In addition to autophagy, the UPR pathway is a stress-induced signaling cascade emanating from the ER and driven mainly by X-box binding protein 1 (XBP-1), a transcription factor required for terminal PC differentiation.⁴³ To accommodate massive Ab production by PC, the ER, which is the site of Ab biogenesis, expands. This causes ER stress and, to prevent the accumulation of unfolded proteins that can aggregate, the UPR cascade becomes activated. Specifically, accumulation of misfolded proteins can occur under cases of ER stress conditions, such as during ER expansion, to accommodate copious Ab production in PC. One model for this process is that some molecular chaperones such as GRP78 (and GRP94) are recruited to misfolded proteins within the ER lumen, liberating GRP78 from its binding partner IRE1. This results in IRE1 oligomerization and activation, thus allowing it to excise an intron of the long isoform of XBP-1 (XBP-1μ), creating a short isoform of XBP-1 (XBP-1s).

In addition to quieting ER stress by activating the UPR, XBP-1s has the added function of propagating the PC differentiation program by regulating the expression of IRF4 and Blimp1.⁴⁴ Moreover, PC survival factors are directly induced by XBP-1s including IL-6³⁷ and iNOS,⁴⁵ and nitric oxide (NO), the byproduct of iNOS activity, has also been described to have anti-apoptotic effects in different cell subsets.^46,47 Recently, it was shown that iNOS deficiency in PC leads to a decrease in both viability and an increase in caspase 3 activation, under conditions of polyclonal B cell stimulation in vitro and in vivo.⁴⁸ A recent working model has proposed iNOS as a molecule that promotes PC survival through a pathway involving NO, cGMP and protein kinase G.⁴⁹ This is consistent with our recent data showing that IgA⁺ PC are reduced in mice with a selective deficiency of iNOS in the B lineage. This implies that at least in mice, iNOS expression in monocyte lineage cells, while important for many immunological functions including IgA production,⁵⁰ is not sufficient to support IgA⁺ PC, and B cell intrinsic iNOS expression is also required.¹ PC-intrinsic survival mechanisms are depicted in Figure 1.

Figure 1. — Schematic diagram of cell intrinsic mechanisms involved in PC survival. The ER stress response, which is triggered by excessive antibody production in PC, can lead to apoptosis. To balance antibody output with survival, PC have several survival strategies, which include autophagy and the unfolded protein response (UPR). The UPR mechanism is also able to generate a short form of XBP-1 (XBP-1s), which promotes the transcription of other genes such as *iNOS* and *IL-6,* both of which are involved in PC survival.

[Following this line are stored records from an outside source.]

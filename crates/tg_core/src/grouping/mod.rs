//! Affinity group formation from teammate requests.
//!
//! Resolves each player's free-text requests, builds the mutual-connection
//! graph (true reciprocity only), extracts size-capped components into
//! labeled groups, and classifies every original request for diagnostics.

pub mod graph;

use fxhash::{FxHashMap, FxHashSet};
use serde::{Deserialize, Serialize};
use tracing::debug;
use uuid::Uuid;

use crate::avoid::AvoidSet;
use crate::error::{GenerationError, Result};
use crate::matching::{MatchConfidence, NameResolver, ACCEPT_THRESHOLD};
use crate::models::{
    Player, PlayerGroup, RequestFailure, RequestPriority, UnfulfilledRequest, MAX_GROUP_SIZE,
};

use graph::MutualGraph;

/// A teammate request successfully resolved to a roster member.
#[derive(Debug, Clone, PartialEq, Serialize, Deserialize)]
#[serde(rename_all = "camelCase")]
pub struct ResolvedRequest {
    pub requester: Uuid,
    pub target: Uuid,
    pub raw: String,
    pub priority: RequestPriority,
    pub confidence: MatchConfidence,
}

/// A request with no roster member above the acceptance threshold.
#[derive(Debug, Clone, PartialEq, Serialize, Deserialize)]
#[serde(rename_all = "camelCase")]
pub struct DroppedRequest {
    pub requester: Uuid,
    pub raw: String,
    pub priority: RequestPriority,
}

/// Medium-confidence resolution the caller should surface for verification.
#[derive(Debug, Clone, PartialEq, Serialize, Deserialize)]
#[serde(rename_all = "camelCase")]
pub struct ResolutionWarning {
    pub requester: Uuid,
    pub raw: String,
    pub matched: String,
    pub confidence: MatchConfidence,
}

#[derive(Debug, Clone, Copy, PartialEq, Eq, Serialize, Deserialize)]
#[serde(rename_all = "kebab-case")]
pub enum ConflictKind {
    /// A requests B while B avoids A (or vice versa).
    AvoidVsRequest,
    /// A requests B but B never requests A back.
    OneWayRequest,
}

/// Diagnostic only; neither kind blocks group formation by itself.
#[derive(Debug, Clone, PartialEq, Serialize, Deserialize)]
#[serde(rename_all = "camelCase")]
pub struct RequestConflict {
    pub requester: Uuid,
    pub target: Uuid,
    pub kind: ConflictKind,
}

/// Players that almost formed one oversized group, truncated by the cap.
#[derive(Debug, Clone, PartialEq, Serialize, Deserialize)]
#[serde(rename_all = "camelCase")]
pub struct NearMiss {
    pub members: Vec<Uuid>,
    pub excluded: Vec<Uuid>,
    pub reason: RequestFailure,
}

/// Post-formation classification of one original request, for explanation
/// purposes only.
#[derive(Debug, Clone, Copy, PartialEq, Eq, Serialize, Deserialize)]
#[serde(rename_all = "kebab-case")]
pub enum RequestOutcome {
    Honored,
    NotFound,
    Conflict,
    GroupTooLarge,
    NonReciprocal,
}

#[derive(Debug, Clone, PartialEq, Serialize, Deserialize)]
#[serde(rename_all = "camelCase")]
pub struct ClassifiedRequest {
    pub requester: Uuid,
    pub raw: String,
    pub priority: RequestPriority,
    pub outcome: RequestOutcome,
}

/// Pre-generation group check result that does not block generation.
#[derive(Debug, Clone, PartialEq, Eq, Serialize, Deserialize)]
#[serde(rename_all = "camelCase", tag = "kind")]
pub enum ValidationWarning {
    /// The group fills an entire team by itself.
    GroupFillsTeam { label: String, size: usize },
}

/// Everything group formation produces.
#[derive(Debug, Clone, Default)]
pub struct FormationOutput {
    /// Roster copies stamped with `group_id` and `unfulfilled_requests`.
    pub players: Vec<Player>,
    pub groups: Vec<PlayerGroup>,
    pub resolved: Vec<ResolvedRequest>,
    pub dropped: Vec<DroppedRequest>,
    pub warnings: Vec<ResolutionWarning>,
    pub conflicts: Vec<RequestConflict>,
    pub near_misses: Vec<NearMiss>,
    pub outcomes: Vec<ClassifiedRequest>,
}

/// Turn per-player teammate requests into symmetric affinity groups.
pub fn form_groups(
    players: &[Player],
    avoid: &AvoidSet,
    resolver: &mut NameResolver,
) -> FormationOutput {
    let mut output = FormationOutput { players: players.to_vec(), ..FormationOutput::default() };
    if players.is_empty() {
        return output;
    }

    let index_of: FxHashMap<Uuid, usize> =
        players.iter().enumerate().map(|(i, p)| (p.id, i)).collect();

    resolve_requests(players, resolver, &mut output);

    let requested: FxHashSet<(usize, usize)> = output
        .resolved
        .iter()
        .map(|r| (index_of[&r.requester], index_of[&r.target]))
        .collect();

    output.conflicts = detect_request_conflicts(&output.resolved, &requested, &index_of, avoid);

    let graph = build_mutual_graph(players.len(), &output.resolved, &requested, &index_of);
    let components = graph.capped_components(MAX_GROUP_SIZE);

    for (group_index, component) in components.iter().enumerate() {
        let member_ids: Vec<Uuid> = component.members.iter().map(|&i| players[i].id).collect();
        let group = PlayerGroup::new(group_index, member_ids.clone());
        debug!(label = %group.label, size = group.len(), "formed affinity group");

        for &member in &component.members {
            output.players[member].group_id = Some(group.id);
        }
        if !component.overflow.is_empty() {
            output.near_misses.push(NearMiss {
                members: member_ids,
                excluded: component.overflow.iter().map(|&i| players[i].id).collect(),
                reason: RequestFailure::GroupTooLarge,
            });
        }
        output.groups.push(group);
    }

    classify_outcomes(&graph, &index_of, avoid, &mut output);
    output
}

fn resolve_requests(players: &[Player], resolver: &mut NameResolver, output: &mut FormationOutput) {
    for player in players {
        let others: Vec<&Player> = players.iter().filter(|p| p.id != player.id).collect();
        let other_names: Vec<String> = others.iter().map(|p| p.name.clone()).collect();

        for (index, raw) in player.teammate_requests.iter().enumerate() {
            let priority = RequestPriority::from_index(index);

            let Some(best) = resolver.best(raw, &other_names, ACCEPT_THRESHOLD) else {
                output.dropped.push(DroppedRequest {
                    requester: player.id,
                    raw: raw.clone(),
                    priority,
                });
                continue;
            };
            let Some(target) = others.iter().find(|p| p.name == best.candidate) else {
                continue;
            };

            if best.confidence.needs_review() {
                output.warnings.push(ResolutionWarning {
                    requester: player.id,
                    raw: raw.clone(),
                    matched: target.name.clone(),
                    confidence: best.confidence,
                });
            }
            output.resolved.push(ResolvedRequest {
                requester: player.id,
                target: target.id,
                raw: raw.clone(),
                priority,
                confidence: best.confidence,
            });
        }
    }
}

fn detect_request_conflicts(
    resolved: &[ResolvedRequest],
    requested: &FxHashSet<(usize, usize)>,
    index_of: &FxHashMap<Uuid, usize>,
    avoid: &AvoidSet,
) -> Vec<RequestConflict> {
    resolved
        .iter()
        .filter_map(|request| {
            let a = index_of[&request.requester];
            let b = index_of[&request.target];
            let kind = if avoid.blocks(request.requester, request.target) {
                ConflictKind::AvoidVsRequest
            } else if !requested.contains(&(b, a)) {
                ConflictKind::OneWayRequest
            } else {
                return None;
            };
            Some(RequestConflict { requester: request.requester, target: request.target, kind })
        })
        .collect()
}

/// An edge exists only when both directions resolved: one-way requests
/// never connect players. Edges are inserted in resolution order so
/// traversal stays deterministic for a given roster order.
fn build_mutual_graph(
    node_count: usize,
    resolved: &[ResolvedRequest],
    requested: &FxHashSet<(usize, usize)>,
    index_of: &FxHashMap<Uuid, usize>,
) -> MutualGraph {
    let mut graph = MutualGraph::new(node_count);
    for request in resolved {
        let a = index_of[&request.requester];
        let b = index_of[&request.target];
        if requested.contains(&(b, a)) {
            graph.add_edge(a, b);
        }
    }
    graph
}

fn classify_outcomes(
    graph: &MutualGraph,
    index_of: &FxHashMap<Uuid, usize>,
    avoid: &AvoidSet,
    output: &mut FormationOutput,
) {
    let resolved_by_key: FxHashMap<(Uuid, String), Uuid> = output
        .resolved
        .iter()
        .map(|r| ((r.requester, r.raw.clone()), r.target))
        .collect();
    let group_of: FxHashMap<Uuid, Uuid> = output
        .players
        .iter()
        .filter_map(|p| p.group_id.map(|g| (p.id, g)))
        .collect();

    for player_index in 0..output.players.len() {
        let requester = output.players[player_index].id;
        let requests = output.players[player_index].teammate_requests.clone();

        for (index, raw) in requests.iter().enumerate() {
            let priority = RequestPriority::from_index(index);
            let outcome = match resolved_by_key.get(&(requester, raw.clone())) {
                None => RequestOutcome::NotFound,
                Some(&target) => {
                    let same_group = match (group_of.get(&requester), group_of.get(&target)) {
                        (Some(a), Some(b)) => a == b,
                        _ => false,
                    };
                    if same_group {
                        RequestOutcome::Honored
                    } else if avoid.blocks(requester, target) {
                        RequestOutcome::Conflict
                    } else if graph.has_edge(index_of[&requester], index_of[&target]) {
                        RequestOutcome::GroupTooLarge
                    } else {
                        RequestOutcome::NonReciprocal
                    }
                }
            };

            output.outcomes.push(ClassifiedRequest {
                requester,
                raw: raw.clone(),
                priority,
                outcome,
            });
            if let Some(reason) = failure_reason(outcome) {
                output.players[player_index].unfulfilled_requests.push(UnfulfilledRequest {
                    name: raw.clone(),
                    reason,
                    priority,
                });
            }
        }
    }
}

fn failure_reason(outcome: RequestOutcome) -> Option<RequestFailure> {
    match outcome {
        RequestOutcome::Honored => None,
        RequestOutcome::NotFound => Some(RequestFailure::NotFound),
        RequestOutcome::Conflict => Some(RequestFailure::Conflict),
        RequestOutcome::GroupTooLarge => Some(RequestFailure::GroupTooLarge),
        RequestOutcome::NonReciprocal => Some(RequestFailure::NonReciprocal),
    }
}

/// Pre-generation check run by the caller before assignment.
///
/// A group larger than the team capacity is a hard error; a group exactly
/// filling a team is only a warning (it will monopolize that team).
pub fn validate_groups_for_generation(
    groups: &[PlayerGroup],
    max_team_size: usize,
) -> Result<Vec<ValidationWarning>> {
    let mut warnings = Vec::new();
    for group in groups {
        if group.len() > max_team_size {
            return Err(GenerationError::GroupTooLarge {
                label: group.label.clone(),
                size: group.len(),
                max_team_size,
            });
        }
        if group.len() == max_team_size {
            warnings.push(ValidationWarning::GroupFillsTeam {
                label: group.label.clone(),
                size: group.len(),
            });
        }
    }
    Ok(warnings)
}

Plasma cell-extrinsic mechanisms of survival

PC can exist for very long times, producing Abs to pre-encountered Ags for several years.⁵¹ This is a key mechanism of immunological protection for the host, yet we know very little about (1) how PC survive in these niches, (2) whether they leave these niches and (3) if so how. The BM is a major reservoir for PC.⁵² PC migrate to the BM by up-regulating CXCR4 in order to respond to CXCL12 which is expressed in the medullary cords of LN and in the BM.⁵³ Interestingly, XBP-1 has been implicated in PC migration toward CXCL12,⁴⁴ suggesting that acquisition of CXCL12 responsiveness through the chemokine receptor CXCR4 is part of the PC differentiation program. Within the BM niche itself, particular cytokines are very important for sustaining PC survival. These include BAFF, IL-6 and APRIL. BAFF and APRIL sustain PC survival by binding to the TNF superfamily member BCMA, and deficiency in BAFF, APRIL and BCMA result in a deficit of PC.⁵⁴ In addition to these cytokines, other cell types are required to sustain the PC niche in the BM, in particular eosinophils, which secrete APRIL and IL-6.⁵⁵ Given that PC can secrete pathogenic Abs in the context of some autoimmune diseases, therapies such as TACI-Ig (Atacicept), which deplete BAFF-dependent B cells as well as APRIL/BAFF dependent PC, are being designed to curtail pathogenic PC in humans. However, caution must be exercised as Atacicept worsened Multiple Sclerosis symptoms (an unexpected result given the efficacy of B cell depletion by Rituximab in the same disease setting).^56,57

In addition to the BM, the gut LP is a rich source of PC, particularly IgA⁺ PC. Specifically, B cells primed in the PP egress through the efferent lymphatics, and following recirculation through the thoracic duct, home to the small intestinal LP due to their expression of the α4β7 homing receptor as well as the CCR9 and CCR10 chemokine receptors.⁵⁸ The intestinal homing of IgA⁺ PC after vaccination is a more fined-tune process that is imprinted by the route of Ag administration. For example, immunization by the intra-rectal route can induce a higher number of Ag-specific IgA⁺ PC in the gut than the intra-nasal immunization route.⁵⁹ Once in the LP, these PC have access to survival factors that include APRIL and BAFF secreted by DC^60,61 as well as the production of APRIL from the intestinal epithelium itself⁶². Very recently it was shown that similar to what was observed in the BM, gut eosinophils, can secrete cytokines that promote IgA CSR and IgA⁺ PC survival (APRIL, IL-6), thereby supporting an IgA⁺ PC niche in the gut.⁵⁵ Whether there are specific SC types that form networks conducive to PC survival in the gut is currently unclear.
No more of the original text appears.